#### WORK ORDER
Each line of the listing below that includes "EventLog" must be copied.

#### INFORMATION SUPPLIED
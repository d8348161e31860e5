//! The append-only event log.

use serde::{Deserialize, Serialize};
use splitpay_types::{Address, Amount, Asset};

/// An observable ledger event.
///
/// Native-asset events carry `Asset::Native`.
#[derive(Clone, Debug, PartialEq, Eq, Serialize, Deserialize)]
#[serde(tag = "event", rename_all = "snake_case")]
pub enum LedgerEvent {
    /// A payee was paid or credited as part of a distribution.
    Payment {
        asset: Asset,
        payee: Address,
        amount: Amount,
    },
    /// An escrow balance or a fee pool was paid out.
    Withdrawal {
        asset: Asset,
        payee: Address,
        amount: Amount,
    },
}

impl LedgerEvent {
    pub fn amount(&self) -> Amount {
        match self {
            LedgerEvent::Payment { amount, .. } | LedgerEvent::Withdrawal { amount, .. } => *amount,
        }
    }

    pub fn payee(&self) -> &Address {
        match self {
            LedgerEvent::Payment { payee, .. } | LedgerEvent::Withdrawal { payee, .. } => payee,
        }
    }
}

/// Events committed so far, oldest first.
#[derive(Clone, Debug, Default)]
pub struct EventLog {
    events: Vec<LedgerEvent>,
}

impl EventLog {
    pub fn new() -> Self {
        Self::default()
    }

    pub fn emit(&mut self, event: LedgerEvent) {
        self.events.push(event);
    }

    /// Current length, used as a rollback mark.
    pub fn mark(&self) -> usize {
        self.events.len()
    }

    /// Drop every event emitted after `mark`.
    pub fn truncate(&mut self, mark: usize) {
        self.events.truncate(mark);
    }

    pub fn since(&self, mark: usize) -> &[LedgerEvent] {
        self.events.get(mark..).unwrap_or(&[])
    }

    pub fn all(&self) -> &[LedgerEvent] {
        &self.events
    }

    pub fn len(&self) -> usize {
        self.events.len()
    }

    pub fn is_empty(&self) -> bool {
        self.events.is_empty()
    }
}

#[cfg(test)]
mod tests {
    use super::*;

    fn payment(byte: u8, amount: Amount) -> LedgerEvent {
        LedgerEvent::Payment {
            asset: Asset::Native,
            payee: Address::repeat_byte(byte),
            amount,
        }
    }

    #[test]
    fn truncate_to_mark() {
        let mut log = EventLog::new();
        log.emit(payment(1, 10));
        let mark = log.mark();
        log.emit(payment(2, 20));
        log.emit(payment(3, 30));
        assert_eq!(log.since(mark).len(), 2);
        log.truncate(mark);
        assert_eq!(log.all(), &[payment(1, 10)]);
        assert!(log.since(5).is_empty());
    }

    #[test]
    fn json_shape() {
        let json = serde_json::to_value(payment(1, 7)).unwrap();
        assert_eq!(json["event"], "payment");
        assert_eq!(json["asset"], "native");
        assert_eq!(json["amount"], 7);
    }
}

#### ANSWER TO THIS PROBLEM
pub struct EventLog {
impl EventLog {
        let mut log = EventLog::new();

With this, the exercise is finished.